Yeah, I sort of dropped off the blogsphere for a bit there, didn't I. It was a combination of needing a break and having a bit of a vacation. But now that I'm back, I realize that I miss this, so here's what I've been playing lately:
Hearthstone - This is a free-to-play, encourage-to-pay game for the iPad that bears more than a passing similarity to Magic:The Gathering, a game I dearly loved, but never had many people to play it with. It's more entertaining than Solitaire, but not much deeper. The one thing I like about it over previous versions of M:tG computer games is that you have to build up your card collection. The Magic computer games I played gave you any cards you wanted at the beginning and then there wasn't a sense of collecting - and that was due to the fact that back then, they didn't have micro-transactions! Progress has it's disadvantages.

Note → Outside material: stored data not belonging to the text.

//! Tests for evaluating expressions over registered parameters

use approx::assert_relative_eq;
use ndarray::Array1;

use modelparams_rs::eval::{
    eval_param_expr, EvalError, EvalOptions, EvalValue, EvaluationContext, FunctionNamespace,
    Interpreter,
};
use modelparams_rs::expr::{parse_expr, Expr};
use modelparams_rs::parameters::{ArrayParam, ScalarParam, SlaveParam, SymbolRegistry};
use modelparams_rs::ErrorKind;

use crate::test_helpers::{array_approx_eq, init_logging};

fn step() -> Expr {
    parse_expr("Piecewise((1, x < 0), (x**2, True))").unwrap()
}

fn with_scalar(name: &str, value: f64) -> SymbolRegistry {
    let mut registry = SymbolRegistry::new();
    registry
        .register(ScalarParam::new(value).unwrap().with_name(name).unwrap())
        .unwrap();
    registry
}

fn with_array(name: &str, values: Vec<f64>) -> SymbolRegistry {
    let mut registry = SymbolRegistry::new();
    registry
        .register(ArrayParam::new(values).unwrap().with_name(name).unwrap())
        .unwrap();
    registry
}

#[test]
fn test_piecewise_over_scalars() {
    init_logging();
    let options = EvalOptions::new();
    let below = eval_param_expr(&step(), &with_scalar("x", -1.0), &options).unwrap();
    assert_eq!(below, EvalValue::Scalar(1.0));
    let above = eval_param_expr(&step(), &with_scalar("x", 3.0), &options).unwrap();
    assert_eq!(above, EvalValue::Scalar(9.0));
}

#[test]
fn test_piecewise_over_arrays_tests_every_element() {
    init_logging();
    let options = EvalOptions::new();

    // Only a condition holding for all elements selects its branch
    let mixed = eval_param_expr(&step(), &with_array("x", vec![-1.0, 2.0]), &options).unwrap();
    assert_eq!(mixed, EvalValue::from(Array1::from(vec![1.0, 4.0])));

    let negative = eval_param_expr(&step(), &with_array("x", vec![-1.0, -2.0]), &options).unwrap();
    assert_eq!(negative, EvalValue::Scalar(1.0));
}

#[test]
fn test_relations_give_bools_or_masks() {
    let e = Expr::symbol("x").lt(1);
    let options = EvalOptions::new();
    assert_eq!(
        eval_param_expr(&e, &with_scalar("x", 0.5), &options).unwrap(),
        EvalValue::Bool(true)
    );
    assert_eq!(
        eval_param_expr(&e, &with_array("x", vec![0.5, 1.5]), &options).unwrap(),
        EvalValue::Mask(Array1::from(vec![true, false]))
    );
}

#[test]
fn test_math_and_numpy_domains() {
    let root = Expr::symbol("x").sqrt();
    let options = EvalOptions::new();

    let err = eval_param_expr(&root, &with_scalar("x", -4.0), &options).unwrap_err();
    assert!(matches!(err, EvalError::InvalidArgument { .. }));
    assert_eq!(err.kind(), ErrorKind::ValueError);

    let value = eval_param_expr(&root, &with_array("x", vec![4.0, -4.0]), &options).unwrap();
    let values = value.as_array().unwrap();
    assert_relative_eq!(values[0], 2.0);
    assert!(values[1].is_nan());
}

#[test]
fn test_elementwise_functions() {
    let e = Expr::func("exp", vec![Expr::symbol("x")]) + Expr::func("Abs", vec![Expr::symbol("x")]);
    let value = eval_param_expr(&e, &with_array("x", vec![0.0, -1.0]), &EvalOptions::new()).unwrap();
    let expected = [1.0, (-1.0f64).exp() + 1.0];
    assert!(array_approx_eq(value.as_array().unwrap(), &expected, 1e-12));
}

#[test]
fn test_division_by_zero() {
    let e = Expr::integer(1) / Expr::symbol("x");
    let err = eval_param_expr(&e, &with_scalar("x", 0.0), &EvalOptions::new()).unwrap_err();
    assert_eq!(err, EvalError::DivisionByZero);
    assert_eq!(err.to_string(), "float division by zero");
}

#[test]
fn test_overrides_switch_namespace() {
    let registry = with_scalar("x", 2.0);
    let e = Expr::symbol("x") * 3;

    let scalar = eval_param_expr(&e, &registry, &EvalOptions::new()).unwrap();
    assert_eq!(scalar, EvalValue::Scalar(6.0));

    let options = EvalOptions::new().with_value("x", Array1::from(vec![1.0, 2.0]));
    let array = eval_param_expr(&e, &registry, &options).unwrap();
    assert_eq!(array, EvalValue::from(Array1::from(vec![3.0, 6.0])));
}

#[test]
fn test_slaves_over_mixed_values() {
    let mut registry = with_array("v", vec![-80.0, -60.0]);
    registry
        .register(ScalarParam::new(-70.0).unwrap().with_name("v_rest").unwrap())
        .unwrap();
    registry
        .register(
            SlaveParam::new(Expr::symbol("v") - Expr::symbol("v_rest"))
                .with_name("dv")
                .unwrap(),
        )
        .unwrap();

    let e = Expr::symbol("dv").pow(2);
    let value = eval_param_expr(&e, &registry, &EvalOptions::new()).unwrap();
    assert_eq!(value, EvalValue::from(Array1::from(vec![100.0, 100.0])));

    let err = eval_param_expr(&(Expr::symbol("dv") + Expr::symbol("w")), &registry, &EvalOptions::new())
        .unwrap_err();
    assert_eq!(
        err,
        EvalError::UnknownSymbol {
            name: "w".to_string()
        }
    );
}

struct Clock {
    t: EvalValue,
}

impl EvaluationContext for Clock {
    fn get_variable(&self, name: &str) -> Option<&EvalValue> {
        (name == "t").then_some(&self.t)
    }
}

#[test]
fn test_interpreter_with_custom_context() {
    let clock = Clock {
        t: EvalValue::Scalar(0.5),
    };
    assert!(clock.has_variable("t"));
    assert!(!clock.has_variable("x"));

    let interpreter = Interpreter::new(&clock, FunctionNamespace::Math);
    let v = interpreter.evaluate_code("2.0*t + math.cos(math.pi)").unwrap();
    assert_relative_eq!(v.as_f64().unwrap(), 0.0, epsilon = 1e-12);

    let err = interpreter.evaluate_code("math.sqrt(t, t)").unwrap_err();
    assert_eq!(err.kind(), ErrorKind::TypeError);
}

#[test]
fn test_fractional_literals_survive_rendering() {
    init_logging();
    let registry = with_scalar("x", 1.0);
    let options = EvalOptions::new();

    let v = eval_param_expr(&parse_expr("x + 0.5").unwrap(), &registry, &options).unwrap();
    assert_eq!(v, EvalValue::Scalar(1.5));

    let v = eval_param_expr(&parse_expr("(x + 3)**0.5").unwrap(), &registry, &options).unwrap();
    assert_relative_eq!(v.as_f64().unwrap(), 2.0);

    let v = eval_param_expr(&parse_expr("(x + 3)**(-1/2)").unwrap(), &registry, &options).unwrap();
    assert_relative_eq!(v.as_f64().unwrap(), 0.5);

    let v = eval_param_expr(&parse_expr("x*2.25/3").unwrap(), &registry, &options).unwrap();
    assert_relative_eq!(v.as_f64().unwrap(), 0.75);
}

#[test]
fn test_slave_with_fractional_offset() {
    let mut registry = with_scalar("a", 2.0);
    registry
        .register(ArrayParam::new(vec![0.25, 1.75]).unwrap().with_name("b").unwrap())
        .unwrap();

    let shifted = SlaveParam::new(parse_expr("a + 0.5").unwrap());
    assert_eq!(shifted.value(&registry).unwrap(), EvalValue::Scalar(2.5));

    let mixed = SlaveParam::new(parse_expr("b*0.5 + a").unwrap());
    let value = mixed.value(&registry).unwrap();
    assert!(array_approx_eq(
        value.as_array().unwrap(),
        &[2.125, 2.875],
        1e-12
    ));
}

Jelly Splash - Oh dear, how did this get here? Well, never let it be said that I hide my shame! Yes, it's a match 3+ smart-phone game. Yes, it's free, but you will probably need to spend money to get very far. Yes, it's a silly, "casual" game. But I like it! Ok, not "like" it so much that I'm spending money on it (yet?), but enough that it's a quick go-to app when I'm between things. Nuff said.
Diablo 3 - While my brother was here for our vacation, we tried playing this local co-op or as it's also known, "couch co-op". This would have probably worked better if the couch weren't 12 feet from the screen. Later, I decided to play some on my own and...it's Diablo. Basically, things try to kill you while you are looking for "loot" (weapons, armor, gold, etc). It's very linear, the dialog, especially what your character has to say, is awful, and I'm not sure I'm enjoying it. I'm still early on, so I'll give it some more play time before deciding whether to abandon it or not.
I have a lot of Steam games. How many you ask? Well, my latest count is 690! Now, in my defense, I have played some of those already and the way Steam arrives at that admittedly large number is a little deceptive. Steam counts things like individual episodes of Sam & Max and Back to the Future as single titles, as well as things like single and multi player versions of some games. But, yes, not many. So, there's a HUGE virtual pile of games that I haven't played. To try to get some value out of the many real world dollars I've spent on Steam, I'm starting to go through my list which is conveniently organized in alphabetical order. One of my goals for these play throughs is to collect as many of the free card drops as I can from each game that has them.
3D Ultra Mini Golf Adventures - Personally, I think there aren't enough mini-golf games. One of my all-time favorite Atari ST games was a mini-golf game and I'd play more if there were good ones. Unfortunately, I guess there's not much market for them. When this one came on sale, I felt I had to give it a go. While it shows it's age and is pretty lacking in features (no online multi-player, sigh), the courses do their best to be as fantastical as possible. I mean, why just make a mini-golf game with courses that you could play in real-life? The ball and putting physics aren't great but I'd say it's the best mini-golf game I've played since those Atari days. No cards on this one.
688(I) Hunter Killer - They should have probably renamed this 688(Z) Cure for Insomnia. It did remind me of an old game I used to play on the Atari 800, Submarine Commander. Both of these games required lots of patience in return for very little action. But, back in the 80's, I had the time to sit there and watch blocky graphics for hours and imagine I was inside a real sub sneaking up on ships and diving to the ocean floor to hide from depth charges. Thirty years later, not so much. And no cards, which wasn't surprising.
9th Company: Roots of Terror - Like 688(I), this was a game I got as part of a cheap bundle, but it was more up to date and looked like an interesting squad level strategy game. If only I could have figured out how it worked! After frustrated by "orders" I was given to carry out that I had no idea how to do during the tutorial, I chucked it aside for something better. No cards, which is good - I'd never have been able to get them.
Afterfall Insanity - People in the reviews section called this an "indie Dead Space" and I guess that isn't too far off. You play as a psychiatrist in an underground sanctuary after an apocalyptic event. (I'm not sure if it was intentional, but your character looks a lot like Niko from GTA IV.) The game looked pretty good for an indie - character models were fairly realistic and the interiors of the complex looked very nice. I also liked the story; you don't realize it until about 15 minutes in, but the game starts you in a dream, complete with subtle graphical "glitches" that caused some user on the forum to suspect his video cards was having problems! Then, like poor Clarke, you get tasked with other people's jobs. I only played this for a couple of nights since I had a few crashes and got to a "puzzle" that everyone had written was very difficult - and the game after that wasn't worth the effort. I did get my 3 cards though.